Quatre ans presque après son départ, on se rend compte que les maux que nous dénoncions et dont nous souffrions réellement sont toujours là. Les hommes qui ont fait le système s’affairent aux premières loges de la scène nationale. Ils ont toujours les moyens matériels et les ressorts psychologiques pour en imposer au pays. Si bien qu’on se dit qu’il n’y a que Ould Taya qui est parti. Le système est resté dans ce qu’il a de pire. A qui la faute ?

D’abord aux auteurs du 3 août qui ont eu la faiblesse de croire que le changement pouvait se faire sans rupture totale et brutale avec le passé. Que cela commençait par la mise au ban de ses hommes et la condamnation systématique de ses méthodes. Sous le prétexte de vouloir éviter au pays les convulsions, les jeunes officiers de l’époque ont opté pour la «douceur» oubliant le risque de voir le mouvement récupéré et l’entreprise de changement avortée. C’était sous-estimer la capacité de nuisance du système dont la première victime était en fait Ould Taya lui-même.

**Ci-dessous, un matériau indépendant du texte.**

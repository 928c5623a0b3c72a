//! Structural validation of user-facing call parameters.
//!
//! Every public SDK operation runs its inputs through one of these
//! predicates before any I/O, so a malformed call never reaches the bus or
//! a chain.

use crate::error::SdkError;
use alloy_primitives::B256;
use rust_decimal::Decimal;
use std::str::FromStr;
use xbridge_types::{
	current_timestamp, AuctionBid, CancelParams, CrosschainTransferParams,
	TransactionPreparedEvent, MAX_EXPIRY_BUFFER, MAX_SLIPPAGE_TOLERANCE, MIN_EXPIRY_BUFFER,
	MIN_SLIPPAGE_TOLERANCE,
};

/// Parses and bounds-checks a slippage tolerance string.
pub fn parse_slippage_tolerance(value: &str) -> Result<Decimal, SdkError> {
	let slippage = Decimal::from_str(value).map_err(|_| SdkError::InvalidSlippage)?;
	let min = Decimal::from_str(MIN_SLIPPAGE_TOLERANCE).expect("constant parses");
	let max = Decimal::from_str(MAX_SLIPPAGE_TOLERANCE).expect("constant parses");
	if slippage < min || slippage > max {
		return Err(SdkError::InvalidSlippage);
	}
	Ok(slippage)
}

/// Checks an expiry against the allowed window around now.
pub fn validate_expiry(expiry: u64, now: u64) -> Result<(), SdkError> {
	if expiry < now + MIN_EXPIRY_BUFFER.as_secs() || expiry > now + MAX_EXPIRY_BUFFER.as_secs() {
		return Err(SdkError::InvalidExpiry);
	}
	Ok(())
}

/// Validates a quote request.
pub fn validate_transfer_params(params: &CrosschainTransferParams) -> Result<(), SdkError> {
	if params.sending_chain_id == params.receiving_chain_id {
		return Err(SdkError::invalid_params(
			"receivingChainId",
			"sending and receiving chain must differ",
		));
	}
	if params.amount.is_zero() {
		return Err(SdkError::invalid_params("amount", "amount must be positive"));
	}
	parse_slippage_tolerance(&params.slippage_tolerance)?;
	if let Some(expiry) = params.expiry {
		validate_expiry(expiry, current_timestamp())?;
	}
	if let Some(call_data) = &params.call_data {
		let stripped = call_data
			.strip_prefix("0x")
			.ok_or_else(|| SdkError::invalid_params("callData", "missing 0x prefix"))?;
		if hex::decode(stripped).is_err() {
			return Err(SdkError::invalid_params("callData", "not valid hex"));
		}
	}
	Ok(())
}

/// Validates a bid's structure before it is turned into a prepare call.
pub fn validate_auction_bid(bid: &AuctionBid) -> Result<(), SdkError> {
	if bid.sending_chain_id == bid.receiving_chain_id {
		return Err(SdkError::invalid_params(
			"bid.receivingChainId",
			"sending and receiving chain must differ",
		));
	}
	if bid.amount.is_zero() {
		return Err(SdkError::invalid_params(
			"bid.amount",
			"amount must be positive",
		));
	}
	if bid.amount_received.is_zero() {
		return Err(SdkError::invalid_params(
			"bid.amountReceived",
			"amount received must be positive",
		));
	}
	if bid.transaction_id == B256::ZERO {
		return Err(SdkError::invalid_params(
			"bid.transactionId",
			"transaction id must be set",
		));
	}
	if bid.bid_expiry <= current_timestamp() {
		return Err(SdkError::invalid_params(
			"bid.bidExpiry",
			"bid has expired",
		));
	}
	Ok(())
}

/// Validates a prepared event before fulfilling against it.
pub fn validate_prepared_event(event: &TransactionPreparedEvent) -> Result<(), SdkError> {
	if event.tx_data.invariant.transaction_id == B256::ZERO {
		return Err(SdkError::invalid_params(
			"txData.transactionId",
			"transaction id must be set",
		));
	}
	if event.tx_data.amount.is_zero() {
		return Err(SdkError::invalid_params(
			"txData.amount",
			"amount must be positive",
		));
	}
	if event.tx_data.expiry == 0 {
		return Err(SdkError::invalid_params(
			"txData.expiry",
			"expiry must be set",
		));
	}
	Ok(())
}

/// Validates cancel parameters.
pub fn validate_cancel_params(params: &CancelParams) -> Result<(), SdkError> {
	if params.tx_data.invariant.transaction_id == B256::ZERO {
		return Err(SdkError::invalid_params(
			"txData.transactionId",
			"transaction id must be set",
		));
	}
	Ok(())
}
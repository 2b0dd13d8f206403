//! Program output events.
//!
//! Both evaluators report what a program does through an [`OutputSink`]:
//! console output from `print`, bindings, operator applications, branch
//! decisions, function returns and a runtime error reaching the top level.
//! The message helpers at the bottom are the single source of every event
//! text so the two evaluators cannot drift apart.

use chrono::{DateTime, Utc};
use log::debug;
use serde::Serialize;

use crate::ast::InfixOp;
use crate::object::Object;

#[derive(Debug, Clone, Copy, PartialEq, Eq, Serialize)]
#[serde(rename_all = "lowercase")]
pub enum OutputKind {
    /// Console output produced by `print`.
    Log,
    Binding,
    Operation,
    Branch,
    Return,
    Error,
}

#[derive(Debug, Clone, PartialEq, Eq, Serialize)]
pub struct OutputEvent {
    pub kind: OutputKind,
    pub message: String,
}

/// A logged event stamped with the step that produced it.
#[derive(Debug, Clone, PartialEq, Serialize)]
pub struct OutputEntry {
    pub step: usize,
    pub timestamp: DateTime<Utc>,
    pub kind: OutputKind,
    pub message: String,
}

impl OutputEntry {
    pub fn event(&self) -> OutputEvent {
        OutputEvent {
            kind: self.kind,
            message: self.message.clone(),
        }
    }
}

pub trait OutputSink {
    fn emit(&mut self, kind: OutputKind, message: String);
}

impl OutputSink for Vec<OutputEvent> {
    fn emit(&mut self, kind: OutputKind, message: String) {
        self.push(OutputEvent { kind, message });
    }
}

/// Prints console output to stdout; every other event goes to the log.
#[derive(Debug, Default)]
pub struct ConsoleSink;

impl OutputSink for ConsoleSink {
    fn emit(&mut self, kind: OutputKind, message: String) {
        match kind {
            OutputKind::Log => println!("{}", message),
            _ => debug!("[{:?}] {}", kind, message),
        }
    }
}

/// Discards everything.
#[derive(Debug, Default)]
pub struct NullSink;

impl OutputSink for NullSink {
    fn emit(&mut self, _kind: OutputKind, _message: String) {}
}

// ─────────────────────────────────────────────────────────────────────────────
// Event messages
// ─────────────────────────────────────────────────────────────────────────────

pub(crate) fn declared(name: &str, value: &Object, constant: bool) -> String {
    let keyword = if constant { "const" } else { "let" };
    format!("{} {} = {}", keyword, name, value.inspect())
}

pub(crate) fn assigned(target: &str, value: &Object) -> String {
    format!("{} = {}", target, value.inspect())
}

pub(crate) fn member_assigned(object: &Object, property: &str, value: &Object) -> String {
    format!("{}.{} = {}", object.inspect(), property, value.inspect())
}

pub(crate) fn class_defined(name: &str) -> String {
    format!("class {} defined", name)
}

pub(crate) fn operation(
    left: &Object,
    operator: InfixOp,
    right: &Object,
    result: &Object,
) -> String {
    format!(
        "{} {} {} => {}",
        left.inspect(),
        operator,
        right.inspect(),
        result.inspect()
    )
}

/// `index` is the taken `if`/`elif` arm, `None` for `else`.
pub(crate) fn branch(index: Option<usize>) -> String {
    match index {
        Some(0) => "if branch taken".to_owned(),
        Some(i) => format!("elif branch {} taken", i),
        None => "else branch taken".to_owned(),
    }
}

pub(crate) fn returned(function: &str, value: &Object) -> String {
    format!("{} returned {}", function, value.inspect())
}
//! Stepscript: a small dynamically typed language with a direct
//! tree-walking evaluator and a steppable evaluator that records every
//! intermediate step for visualizers.

pub mod ast;
pub mod ast_printer;
pub mod builtins;
pub mod config;
pub mod environment;
pub mod error;
pub mod evaluator;
pub mod object;
pub mod output;
pub mod parser;
pub mod scanner;
pub mod stepper;
pub mod token;

mod ops;

pub use config::InterpreterConfig;
pub use environment::Environment;
pub use evaluator::{evaluate, Evaluator};
pub use parser::parse_program;
pub use scanner::tokenize;
pub use stepper::{ExecutionState, StepEvaluator};

use std::fs::File;
use std::path::Path;

use log::info;
use memmap2::Mmap;

use crate::error::{LangError, Result};
use crate::object::Object;
use crate::output::OutputSink;

/// Parse and evaluate `source` in a fresh global environment.
///
/// Syntax errors and a runtime `Error` result are both turned into a
/// [`LangError`]; any other final value is returned with `return` unwrapped.
pub fn run_source(
    source: &str,
    sink: &mut dyn OutputSink,
    config: InterpreterConfig,
) -> Result<Object> {
    let parsed = parse_program(source);

    if !parsed.is_ok() {
        return Err(LangError::Parse(parsed.errors));
    }

    let env = Environment::global();
    let value = Evaluator::with_config(sink, config).evaluate(&parsed.program, &env)?;

    info!("Program finished with {}", value.object_type());

    match value {
        Object::Error(message) => Err(LangError::Runtime(message)),
        value => Ok(value),
    }
}

/// Map a source file and check that it is valid UTF-8.
pub fn read_source(path: &Path) -> Result<String> {
    info!("Reading file: {:?}", path);
    let file = File::open(path)?;

    // SAFETY: the mapping is read-only and dropped before this function returns.
    let map = unsafe { Mmap::map(&file) }?;
    let source = std::str::from_utf8(&map)?.to_owned();

    info!("Read {} bytes from {:?}", source.len(), path);

    Ok(source)
}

Ensuite, il y a la responsabilité morale et politique de l’opposition de l’époque. C’est elle qui a été aux devants dans la lutte contre l’arbitraire des années durant. Ses leaders ont stigmatisé les méthodes et la gestion du système. Il est vrai que l’opposition de l’époque a subi plus qu’elle ne pouvait supporter. Si bien qu’elle a été incapable de prendre l’initiative et d’imposer le changement. Au lendemain du 3 août, ce qu’on lui demandait c’est de faire en sorte d’empêcher un retour en arrière et de refuser la réhabilitation du passé que nous avons tous fini par décrier. Echec et mat. Quatre ans après, le système de l’avant-3 août revient en force. Plus grave, ce sont ses hommes qui font et défont…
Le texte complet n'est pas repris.